The Red Sox cruised to a blowout win in Game 1 behind ALCS MVP Josh Beckett, who struck out nine batters, including the first four he faced, over seven innings en route to his fourth win of the 2007 postseason. Mike Timlin and Éric Gagné pitched a perfect eighth and ninth, respectively.

Boston Hall of Famer Carl Yastrzemski threw the ceremonial first pitch, as he had done before Game 1 in 2004. Rookie Dustin Pedroia led off the Sox' first inning with a home run over the Green Monster in Fenway Park off of Jeff Francis. Pedroia's homer was only the second lead-off home run to start a World Series (the only other one was hit by Baltimore's Don Buford in 1969). Kevin Youkilis then doubled to right, moved to third on David Ortiz's groundout, and scored on Manny Ramirez's single. After Mike Lowell flew out, Jason Varitek singled before J. D. Drew doubled to score Ramirez and make it 3-0 Red Sox.

The Rockies got on the board in the second when Garrett Atkins doubled with one out off Beckett and scored on Troy Tulowitzki's double one out later, but the Red Sox got that run back off of Francis when Youkilis walked with two outs and scored on Ortiz's double.
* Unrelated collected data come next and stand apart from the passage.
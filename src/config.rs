//! Configuration for turning bodies into scene geometry.

use crate::geometry::JointLimit;

/// Configuration for geometry building.
#[derive(Clone, Debug)]
pub struct BuildConfig {
    /// Joint limits for hinges that do not override them.
    pub hinge_limits: JointLimit,
    /// Penetration depth (meters) below which touching boxes are not
    /// considered intersecting.
    pub contact_tolerance: f32,
    /// Refuse to build bodies whose modules overlap.
    pub reject_self_intersection: bool,
}

impl Default for BuildConfig {
    fn default() -> Self {
        Self {
            hinge_limits: JointLimit::default(),
            contact_tolerance: 1e-4,
            reject_self_intersection: true,
        }
    }
}
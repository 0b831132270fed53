//! Error types for body construction, geometry building and catalog lookup.

use crate::module::ModuleKind;
use crate::slot::SlotId;
use crate::tree::ModuleId;
use thiserror::Error;

/// Errors raised while editing a body, building its geometry or estimating
/// physical properties.
///
/// All of these indicate a design or configuration mistake, so none of them
/// are retried internally.
#[derive(Debug, Clone, PartialEq, Error)]
pub enum BodyError {
    /// The slot already holds a module.
    #[error("slot {slot} is already occupied")]
    SlotOccupied {
        /// The occupied slot.
        slot: SlotId,
    },

    /// The slot is not offered by the parent's module kind.
    #[error("{kind} does not offer slot {slot}")]
    InvalidSlot {
        /// Kind of the parent module.
        kind: ModuleKind,
        /// The requested slot.
        slot: SlotId,
    },

    /// The parent module is not part of this tree.
    #[error("{0} is not part of this body")]
    DetachedParent(ModuleId),

    /// Nothing is attached at the slot.
    #[error("slot {slot} is empty")]
    EmptySlot {
        /// The empty slot.
        slot: SlotId,
    },

    /// A module kind outside `core`, `brick` and `active_hinge`.
    #[error("unsupported module type: {0}")]
    UnsupportedModuleType(String),

    /// A discretized geometry that cannot be integrated.
    #[error("insufficient geometry in element {element}: {message}")]
    InsufficientGeometry {
        /// Index of the offending element.
        element: usize,
        /// Description of what is missing.
        message: String,
    },

    /// Catalog lookup of an unknown robot.
    #[error("no robot named {name:?}, valid names are {valid:?}")]
    NameNotFound {
        /// The requested name.
        name: String,
        /// All names the catalog knows.
        valid: Vec<&'static str>,
    },

    /// A body must be rooted at a core.
    #[error("body root must be a core, got {0}")]
    InvalidRoot(ModuleKind),

    /// A second core somewhere below the root.
    #[error("a body holds exactly one core")]
    DuplicateCore,

    /// Scene assembly without terrain.
    #[error("scene requires at least one terrain geometry")]
    MissingTerrain,

    /// The arena cannot hold that many more modules.
    #[error("no room for {requested} more modules in this body")]
    CapacityExceeded {
        /// Number of modules the rejected attach would have added.
        requested: usize,
    },

    /// Two non-adjacent modules occupy the same space.
    #[error("{a} intersects {b}")]
    SelfIntersection {
        /// First module of the pair.
        a: ModuleId,
        /// Second module of the pair.
        b: ModuleId,
    },
}

impl BodyError {
    /// Create an insufficient geometry error.
    pub fn insufficient_geometry(element: usize, message: impl Into<String>) -> Self {
        Self::InsufficientGeometry {
            element,
            message: message.into(),
        }
    }

    /// Create an unsupported module type error.
    pub fn unsupported_module_type(name: impl Into<String>) -> Self {
        Self::UnsupportedModuleType(name.into())
    }
}

/// Result type for body operations.
pub type Result<T> = std::result::Result<T, BodyError>;

#[cfg(test)]
mod tests {
    use super::*;
    use crate::slot::{Face, GridPosition};

    #[test]
    fn test_error_display() {
        let err = BodyError::InvalidSlot {
            kind: ModuleKind::Brick,
            slot: SlotId::new(Face::Back, GridPosition::Middle),
        };
        assert!(err.to_string().contains("brick"));
        assert!(err.to_string().contains("back"));
    }

    #[test]
    fn test_name_not_found_lists_names() {
        let err = BodyError::NameNotFound {
            name: "nonexistent".into(),
            valid: vec!["gecko", "darts"],
        };
        let msg = err.to_string();
        assert!(msg.contains("nonexistent"));
        assert!(msg.contains("gecko"));
    }

    #[test]
    fn test_insufficient_geometry() {
        let err = BodyError::insufficient_geometry(3, "node 9 out of range");
        assert!(err.to_string().contains("element 3"));
        assert!(err.to_string().contains("node 9"));
    }
}
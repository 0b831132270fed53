//! World-space poses and the depth-first pose resolver.

use crate::tree::{BodyTree, ModuleId};
use glam::{IVec3, Quat, Vec3};
use serde::{Deserialize, Serialize};

/// Position and orientation in world space.
#[derive(Clone, Copy, Debug, PartialEq, Serialize, Deserialize)]
pub struct Pose {
    pub position: Vec3,
    pub orientation: Quat,
}

impl Default for Pose {
    fn default() -> Self {
        Self::IDENTITY
    }
}

impl Pose {
    /// Origin, no rotation.
    pub const IDENTITY: Pose = Pose {
        position: Vec3::ZERO,
        orientation: Quat::IDENTITY,
    };

    pub fn new(position: Vec3, orientation: Quat) -> Self {
        Self {
            position,
            orientation,
        }
    }

    pub fn from_position(position: Vec3) -> Self {
        Self::new(position, Quat::IDENTITY)
    }

    /// Applies `local` inside this pose's frame: `self ∘ local`.
    pub fn compose(&self, local: &Pose) -> Pose {
        Pose {
            position: self.transform_point(local.position),
            orientation: (self.orientation * local.orientation).normalize(),
        }
    }

    /// Maps a point from this pose's local frame to the parent frame.
    pub fn transform_point(&self, point: Vec3) -> Vec3 {
        self.position + self.orientation * point
    }

    /// Returns the pose's local forward direction (X-axis).
    pub fn forward(&self) -> Vec3 {
        self.orientation * Vec3::X
    }

    /// Returns the pose's local left direction (Y-axis).
    pub fn left(&self) -> Vec3 {
        self.orientation * Vec3::Y
    }

    /// Returns the pose's local up direction (Z-axis).
    pub fn up(&self) -> Vec3 {
        self.orientation * Vec3::Z
    }
}

/// A module placed by [`resolve_poses`].
#[derive(Clone, Copy, Debug, PartialEq, Serialize, Deserialize)]
pub struct ResolvedPose {
    pub id: ModuleId,
    /// The module this one hangs from. `None` for the core.
    pub parent: Option<ModuleId>,
    /// World pose of the module's centre.
    pub pose: Pose,
    /// Integer cell in the body's module grid, core at the origin.
    ///
    /// Each step moves one cell along the world axis closest to the slot's
    /// outward direction, so off-axis rotations still land on an axis
    /// neighbour. The nine grid positions of one core face are sub-cell
    /// offsets and share that face's cell.
    pub cell: IVec3,
}

/// Cursor state while walking the tree. Everything is body-relative.
#[derive(Clone, Copy, Debug)]
struct Cursor {
    id: ModuleId,
    parent: Option<ModuleId>,
    local: Pose,
    cell: IVec3,
}

/// Unit step along the dominant axis of `direction`. Ties go to X, then Y.
fn snap_to_axis(direction: Vec3) -> IVec3 {
    let a = direction.abs();
    if a.x >= a.y && a.x >= a.z {
        IVec3::X * direction.x.signum() as i32
    } else if a.y >= a.z {
        IVec3::Y * direction.y.signum() as i32
    } else {
        IVec3::Z * direction.z.signum() as i32
    }
}

/// Computes the world pose of every module in `tree`, depth first from the core.
///
/// A child's pose is its parent's pose, then the slot anchor and face
/// rotation, then the child's own rotation. The child's back face rests on
/// the anchor, so its centre sits half its length further out. Children are
/// visited in slot order, which makes the output order stable.
pub fn resolve_poses(tree: &BodyTree) -> Vec<ResolvedPose> {
    let root_pose = tree.root_pose();
    let mut resolved = Vec::with_capacity(tree.len());
    let Some(core) = tree.module(tree.root()) else {
        return resolved;
    };

    let mut stack = vec![Cursor {
        id: tree.root(),
        parent: None,
        local: Pose::new(Vec3::ZERO, core.intrinsic_orientation()),
        cell: IVec3::ZERO,
    }];

    while let Some(cursor) = stack.pop() {
        let Some(module) = tree.module(cursor.id) else {
            continue;
        };
        resolved.push(ResolvedPose {
            id: cursor.id,
            parent: cursor.parent,
            pose: root_pose.compose(&cursor.local),
            cell: cursor.cell,
        });

        // Reverse so the lowest slot is popped first.
        let children: Vec<_> = tree.children(cursor.id).collect();
        for (slot, child_id) in children.into_iter().rev() {
            let Some(child) = tree.module(child_id) else {
                continue;
            };
            let slot_transform = module.slot_transform(slot);
            let face = (cursor.local.orientation * slot_transform.orientation).normalize();
            let outward = face * Vec3::X;
            let anchor = cursor.local.transform_point(slot_transform.anchor);

            stack.push(Cursor {
                id: child_id,
                parent: Some(cursor.id),
                local: Pose {
                    position: anchor + outward * (child.bounding_box().x / 2.0),
                    orientation: (face * child.intrinsic_orientation()).normalize(),
                },
                cell: cursor.cell + snap_to_axis(outward),
            });
        }
    }

    resolved
}
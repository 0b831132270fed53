//! Module kinds and the immutable [`Module`] record.

use crate::error::{BodyError, Result};
use crate::geometry::{Color, JointLimit};
use glam::{Quat, Vec3};
use serde::{Deserialize, Serialize};
use std::f32::consts::{FRAC_PI_2, PI};
use std::fmt;
use std::str::FromStr;

/// Default bounding box of a core (x forward, y left, z up), in meters.
pub const CORE_SIZE: Vec3 = Vec3::new(0.10, 0.10, 0.10);

/// Default bounding box of a brick.
pub const BRICK_SIZE: Vec3 = Vec3::new(0.06288625, 0.06288625, 0.0603);

/// Default bounding box of an active hinge, frame and servo together.
pub const ACTIVE_HINGE_SIZE: Vec3 = Vec3::new(0.074, 0.052, 0.052);

/// The closed set of module types a body can be made of.
#[derive(Clone, Copy, Debug, PartialEq, Eq, Hash, PartialOrd, Ord, Serialize, Deserialize)]
#[serde(try_from = "String", into = "String")]
pub enum ModuleKind {
    /// The single root of every body. Houses the controller.
    Core,
    /// Passive structural cube.
    Brick,
    /// Servo-driven revolute joint.
    ActiveHinge,
}

impl ModuleKind {
    pub const ALL: [ModuleKind; 3] = [ModuleKind::Core, ModuleKind::Brick, ModuleKind::ActiveHinge];

    pub fn name(self) -> &'static str {
        match self {
            Self::Core => "core",
            Self::Brick => "brick",
            Self::ActiveHinge => "active_hinge",
        }
    }

    pub fn default_bounding_box(self) -> Vec3 {
        match self {
            Self::Core => CORE_SIZE,
            Self::Brick => BRICK_SIZE,
            Self::ActiveHinge => ACTIVE_HINGE_SIZE,
        }
    }

    pub fn default_color(self) -> Color {
        match self {
            Self::Core => Color::new(255, 200, 50, 255),
            Self::Brick => Color::new(50, 50, 255, 255),
            Self::ActiveHinge => Color::new(255, 50, 50, 255),
        }
    }
}

impl fmt::Display for ModuleKind {
    fn fmt(&self, f: &mut fmt::Formatter<'_>) -> fmt::Result {
        f.write_str(self.name())
    }
}

impl FromStr for ModuleKind {
    type Err = BodyError;

    fn from_str(s: &str) -> Result<Self> {
        Self::ALL
            .into_iter()
            .find(|kind| kind.name() == s)
            .ok_or_else(|| BodyError::unsupported_module_type(s))
    }
}

impl TryFrom<String> for ModuleKind {
    type Error = BodyError;

    fn try_from(value: String) -> Result<Self> {
        value.parse()
    }
}

impl From<ModuleKind> for String {
    fn from(kind: ModuleKind) -> Self {
        kind.name().to_owned()
    }
}

/// Quarter-turn rotations used for collision-free, grid-aligned placement.
#[derive(Clone, Copy, Debug, Default, PartialEq, Eq, Hash, Serialize, Deserialize)]
pub enum RightAngle {
    #[default]
    Deg0,
    Deg90,
    Deg180,
    Deg270,
}

impl RightAngle {
    pub fn radians(self) -> f32 {
        match self {
            Self::Deg0 => 0.0,
            Self::Deg90 => FRAC_PI_2,
            Self::Deg180 => PI,
            Self::Deg270 => PI + FRAC_PI_2,
        }
    }
}

/// A module's intrinsic rotation in radians.
///
/// Built from either a raw angle or a [`RightAngle`].
#[derive(Clone, Copy, Debug, Default, PartialEq, Serialize, Deserialize)]
pub struct Rotation(pub f32);

impl Rotation {
    pub fn radians(self) -> f32 {
        self.0
    }
}

impl From<f32> for Rotation {
    fn from(radians: f32) -> Self {
        Self(radians)
    }
}

impl From<RightAngle> for Rotation {
    fn from(angle: RightAngle) -> Self {
        Self(angle.radians())
    }
}

/// A single rigid unit of a robot body.
///
/// The kind and rotation are fixed at construction. The `with_*` builders
/// only exist to finish construction before the module is attached.
#[derive(Clone, Debug, PartialEq, Serialize, Deserialize)]
pub struct Module {
    kind: ModuleKind,
    #[serde(default)]
    rotation: Rotation,
    bounding_box: Vec3,
    #[serde(default)]
    mass: Option<f32>,
    color: Color,
    #[serde(default)]
    joint_limits: Option<JointLimit>,
}

impl Module {
    /// Creates a module of `kind` with its default dimensions and colour.
    pub fn new(kind: ModuleKind, rotation: impl Into<Rotation>) -> Self {
        Self {
            kind,
            rotation: rotation.into(),
            bounding_box: kind.default_bounding_box(),
            mass: None,
            color: kind.default_color(),
            joint_limits: None,
        }
    }

    pub fn core(rotation: impl Into<Rotation>) -> Self {
        Self::new(ModuleKind::Core, rotation)
    }

    pub fn brick(rotation: impl Into<Rotation>) -> Self {
        Self::new(ModuleKind::Brick, rotation)
    }

    pub fn active_hinge(rotation: impl Into<Rotation>) -> Self {
        Self::new(ModuleKind::ActiveHinge, rotation)
    }

    /// Overrides the default bounding box (full extents, not half extents).
    pub fn with_bounding_box(mut self, bounding_box: Vec3) -> Self {
        self.bounding_box = bounding_box.abs();
        self
    }

    /// Gives the module a mass in kg. Modules without one are massless.
    pub fn with_mass(mut self, mass: f32) -> Self {
        self.mass = Some(mass.max(0.0));
        self
    }

    pub fn with_color(mut self, color: Color) -> Self {
        self.color = color;
        self
    }

    /// Overrides the joint limits of an active hinge. Ignored by other kinds.
    pub fn with_joint_limits(mut self, limits: JointLimit) -> Self {
        self.joint_limits = Some(limits.normalized());
        self
    }

    pub fn kind(&self) -> ModuleKind {
        self.kind
    }

    pub fn rotation(&self) -> Rotation {
        self.rotation
    }

    pub fn bounding_box(&self) -> Vec3 {
        self.bounding_box
    }

    pub fn mass(&self) -> Option<f32> {
        self.mass
    }

    pub fn color(&self) -> Color {
        self.color
    }

    pub fn joint_limits(&self) -> Option<JointLimit> {
        self.joint_limits
    }

    /// The module's own rotation as a quaternion in its local frame.
    ///
    /// A core turns about its vertical (Z) axis. Every other module turns
    /// about the axis it was attached along (X).
    pub fn intrinsic_orientation(&self) -> Quat {
        match self.kind {
            ModuleKind::Core => Quat::from_rotation_z(self.rotation.radians()),
            ModuleKind::Brick | ModuleKind::ActiveHinge => {
                Quat::from_rotation_x(self.rotation.radians())
            }
        }
    }
}
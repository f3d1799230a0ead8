use std::io::{Read, Write};
use std::net::{Ipv4Addr, SocketAddr, TcpListener, TcpStream, ToSocketAddrs};

use crate::CMError;

/// The passive side of the rendezvous: one bind, then one accept.
#[derive(Debug)]
pub struct OobListener {
    listener: TcpListener,
    port: u16,
}

impl OobListener {
    /// Bind on all IPv4 interfaces. Port 0 asks the OS for a free port.
    pub fn bind(port: u16) -> Result<Self, CMError> {
        let listener = TcpListener::bind((Ipv4Addr::UNSPECIFIED, port))
            .map_err(|err| CMError::Listen(port, err))?;
        let port = listener
            .local_addr()
            .map_err(|err| CMError::Listen(port, err))?
            .port();
        crate::log::debug!("waiting on port {} for TCP connection", port);
        Ok(Self { listener, port })
    }

    #[inline]
    pub fn local_port(&self) -> u16 {
        self.port
    }

    /// Block until exactly one peer connects. No timeout.
    pub fn accept(self) -> Result<OobChannel, CMError> {
        let (stream, peer) = self.listener.accept().map_err(CMError::Accept)?;
        crate::log::info!("TCP connection was established with {}", peer);
        Ok(OobChannel { stream, peer })
    }
}

/// A connected byte stream to the peer, used for metadata and barriers.
///
/// Both peers must call [`sync_exchange`](Self::sync_exchange) the same
/// number of times, in the same order.
#[derive(Debug)]
pub struct OobChannel {
    stream: TcpStream,
    peer: SocketAddr,
}

impl OobChannel {
    /// With a `host`, connect to it; without one, listen on `port` and
    /// accept a single connection.
    pub fn connect(host: Option<&str>, port: u16) -> Result<Self, CMError> {
        match host {
            Some(host) => Self::connect_to(host, port),
            None => OobListener::bind(port)?.accept(),
        }
    }

    fn connect_to(host: &str, port: u16) -> Result<Self, CMError> {
        let target = format!("{}:{}", host, port);
        let addrs: Vec<SocketAddr> = (host, port)
            .to_socket_addrs()
            .map_err(|err| CMError::Resolve(target.clone(), err))?
            .filter(SocketAddr::is_ipv4)
            .collect();

        let mut last_err = std::io::Error::new(
            std::io::ErrorKind::AddrNotAvailable,
            "no IPv4 address found",
        );
        for addr in addrs {
            match TcpStream::connect(addr) {
                Ok(stream) => {
                    crate::log::info!("TCP connection was established with {}", addr);
                    return Ok(Self { stream, peer: addr });
                }
                Err(err) => last_err = err,
            }
        }
        crate::log::error!("failed to establish TCP connection to {}", target);
        Err(CMError::Connect(target, last_err))
    }

    #[inline]
    pub fn peer_addr(&self) -> SocketAddr {
        self.peer
    }

    /// Write `local` in full, then block until `length` bytes came back.
    pub fn sync_exchange(&mut self, local: &[u8], length: usize) -> Result<Vec<u8>, CMError> {
        self.stream
            .write_all(local)
            .and_then(|_| self.stream.flush())
            .map_err(|err| CMError::Exchange(local.len(), err))?;

        let mut remote = vec![0u8; length];
        self.stream
            .read_exact(&mut remote)
            .map_err(|err| CMError::Exchange(length, err))?;
        Ok(remote)
    }

    /// One-byte round trip. The byte received is not checked.
    pub fn barrier(&mut self, tag: u8) -> Result<(), CMError> {
        self.sync_exchange(&[tag], 1).map(|_| ())
    }
}
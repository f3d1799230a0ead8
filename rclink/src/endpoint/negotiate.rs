use rdma_shim::Gid;

use super::RcEndpoint;
use crate::comm_manager::ConnectionMetadata;
use crate::consts::SYNC_AFTER_RTS;
use crate::{AddressMode, HandshakeError};

impl RcEndpoint {
    /// Trade metadata with the peer and walk the QP to RTS.
    ///
    /// The steps must run in this order on both sides:
    /// 1. build the local record (GID only with global addressing)
    /// 2. exchange records
    /// 3. RESET -> INIT
    /// 4. pre-post a receive, on the receiving side only
    /// 5. INIT -> RTR against the peer's record
    /// 6. RTR -> RTS
    /// 7. one-byte barrier, so neither side posts before both are in RTS
    pub(super) fn negotiate(&mut self) -> Result<(), HandshakeError> {
        let ib_port = self.config.ib_port;
        let mode = AddressMode::from_gid_idx(self.config.gid_idx);

        let gid = match mode {
            AddressMode::Global { sgid_index } => self
                .res
                .ctx()
                .ok_or(HandshakeError::Released)?
                .query_gid(ib_port, sgid_index)
                .map_err(|err| {
                    crate::log::error!(
                        "could not get gid for port {}, index {}",
                        ib_port,
                        sgid_index
                    );
                    HandshakeError::LocalGid(ib_port, sgid_index, err)
                })?,
            AddressMode::Local => Gid::zeroed(),
        };

        let local = {
            let mr = self.res.mr().map_err(|_| HandshakeError::Released)?;
            let qp = self.res.qp().map_err(|_| HandshakeError::Released)?;
            ConnectionMetadata {
                addr: mr.get_virt_addr(),
                rkey: mr.rkey().0,
                qp_num: qp.qp_num(),
                lid: self.res.port_attr().lid,
                gid,
            }
        };
        crate::log::info!("Local LID = {:#x}", local.lid);

        let raw = self
            .res
            .channel()
            .and_then(|ch| ch.sync_exchange(&local.encode(), ConnectionMetadata::WIRE_SIZE))
            .map_err(|err| {
                crate::log::error!("failed to exchange connection data between sides");
                HandshakeError::Exchange(err)
            })?;
        let remote = ConnectionMetadata::decode_slice(&raw).ok_or_else(|| {
            HandshakeError::Exchange(crate::CMError::Exchange(
                raw.len(),
                std::io::Error::new(std::io::ErrorKind::InvalidData, "short metadata record"),
            ))
        })?;

        crate::log::info!("Remote address = {:#x}", remote.addr);
        crate::log::info!("Remote rkey = {:#x}", remote.rkey);
        crate::log::info!("Remote QP number = {:#x}", remote.qp_num);
        crate::log::info!("Remote LID = {:#x}", remote.lid);
        if let AddressMode::Global { .. } = mode {
            crate::log::info!("Remote GID = {}", remote.gid);
        }
        self.remote = Some(remote);

        let qp = self.res.qp().map_err(|_| HandshakeError::Released)?;
        qp.modify_to_init()?;

        if self.config.receiving_side {
            self.post_receive().map_err(|err| {
                crate::log::error!("failed to post RR");
                HandshakeError::PrePostRecv(err)
            })?;
        }

        let qp = self.res.qp().map_err(|_| HandshakeError::Released)?;
        qp.modify_to_rtr(remote.qp_num, remote.lid, remote.gid, mode)?;
        qp.modify_to_rts()?;
        crate::log::info!("QP state was change to RTS");

        self.sync(SYNC_AFTER_RTS).map_err(|err| {
            crate::log::error!("sync error after QPs are were moved to RTS");
            HandshakeError::Barrier(err)
        })
    }
}
use std::ops::Range;
use std::sync::Arc;

use rdma_shim::{QpState, RawQp, RecvWr, Sge, WorkCompletion};

use crate::context::ProtectionDomain;
use crate::memory_region::MemoryRegion;
use crate::{CompletionQueue, DatapathError};

/// Queue pair builders
pub mod builder;
pub use builder::{QueuePairBuilder, RcAttributes};

/// RESET -> INIT -> RTR -> RTS transitions of an RC queue pair
mod handshake;
pub use handshake::AddressMode;

/// post-send operation implementations
mod operations;

#[derive(Debug, Clone, Copy, PartialEq, Eq)]
#[repr(u32)]
pub enum QueuePairStatus {
    Reset = QpState::Reset as u32,
    Init = QpState::Init as u32,
    ReadyToRecv = QpState::Rtr as u32,
    ReadyToSend = QpState::Rts as u32,
    // There is some other fields, but seems not necessary
    Error = QpState::Err as u32,
}

impl From<QpState> for QueuePairStatus {
    fn from(state: QpState) -> Self {
        match state {
            QpState::Reset => QueuePairStatus::Reset,
            QpState::Init => QueuePairStatus::Init,
            QpState::Rtr => QueuePairStatus::ReadyToRecv,
            QpState::Rts => QueuePairStatus::ReadyToSend,
            _ => QueuePairStatus::Error,
        }
    }
}

impl core::fmt::Display for QueuePairStatus {
    fn fmt(&self, f: &mut core::fmt::Formatter<'_>) -> core::fmt::Result {
        let name = match self {
            QueuePairStatus::Reset => "RESET",
            QueuePairStatus::Init => "INIT",
            QueuePairStatus::ReadyToRecv => "RTR",
            QueuePairStatus::ReadyToSend => "RTS",
            QueuePairStatus::Error => "ERR",
        };
        f.write_str(name)
    }
}

/// Abstraction for a reliable-connection queue pair.
/// A QueuePair must be brought up before it is able to post_send & poll_cq
pub struct QueuePair {
    inner_qp: RawQp,

    /// send and recv CQ may be the same one
    send_cq: Arc<CompletionQueue>,
    _recv_cq: Arc<CompletionQueue>,

    _pd: Arc<ProtectionDomain>,

    /// used by the handshake
    attrs: RcAttributes,
}

unsafe impl Send for QueuePair {}
unsafe impl Sync for QueuePair {}

impl QueuePair {
    /// query the current status of the QP
    pub fn status(&self) -> Result<QueuePairStatus, crate::ControlpathError> {
        self.inner_qp
            .query_state()
            .map(QueuePairStatus::from)
            .map_err(|err| crate::ControlpathError::QueryError("QP status", err))
    }

    #[inline]
    pub fn qp_num(&self) -> u32 {
        self.inner_qp.qp_num()
    }

    #[inline]
    pub fn attributes(&self) -> &RcAttributes {
        &self.attrs
    }

    /// Post a work request to the receive queue of the queue pair, add it to the tail of the
    /// receive queue without context switch. The RDMA device will take one
    /// of those Work Requests as soon as an incoming opcode to that QP consumes a Receive
    /// Request.
    ///
    /// The parameter `range` indexes the input memory region, treats it as
    /// a byte array and manipulates the memory in byte unit.
    ///
    /// Please refer to
    /// [RDMAmojo](https://www.rdmamojo.com/2013/02/02/ibv_post_recv/) for more information.
    pub fn post_recv(
        &self,
        mr: &MemoryRegion,
        range: Range<u64>,
        wr_id: u64,
    ) -> Result<(), DatapathError> {
        let wr = RecvWr {
            wr_id,
            sge: Sge {
                addr: mr.get_virt_addr() + range.start,
                length: range.end.saturating_sub(range.start) as u32,
                lkey: mr.lkey().0,
            },
        };
        self.inner_qp
            .post_recv(&wr)
            .map_err(DatapathError::PostRecvError)
    }

    /// Poll send_cq. Returned slice length is 0 if no work completion polled
    #[inline]
    pub fn poll_send_cq<'c>(
        &self,
        completions: &'c mut [WorkCompletion],
    ) -> Result<&'c mut [WorkCompletion], DatapathError> {
        self.send_cq.poll(completions)
    }
}

impl core::fmt::Debug for QueuePair {
    fn fmt(&self, f: &mut core::fmt::Formatter<'_>) -> core::fmt::Result {
        f.debug_struct("QueuePair")
            .field("qp_num", &format_args!("{:#x}", self.qp_num()))
            .field("port_num", &self.attrs.port_num)
            .field("status", &self.status().ok())
            .finish()
    }
}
In the fourth, the Red Sox loaded the bases with two outs on a single, double, and intentional walk when Varitek's two-run double put them up 6–1.

They put the game out of reach with seven runs in the fifth. Julio Lugo hit a leadoff single off of reliever Franklin Morales before Jacoby Ellsbury bunted into a forceout at second. After Pedroia popped out, a balk moved Ellsbury to second before he scored on Youkilis's double. Ortiz's double and Ramirez's single scored a run each. The Red Sox loaded the bases on a double and walk before Drew's single scored another run. Ryan Speier relieved Morales and walked all three batters he faced to force in three more Boston runs. Matt Herges relieved Speier and got Youkilis to fly out to right to end the inning.

Though Herges and two relievers held Boston scoreless for the rest of the game, the Red Sox finished with 13 runs, the most ever in a World Series Game 1, and tied another record with nine extra base hits. The last 11 of the Red Sox runs came with two outs.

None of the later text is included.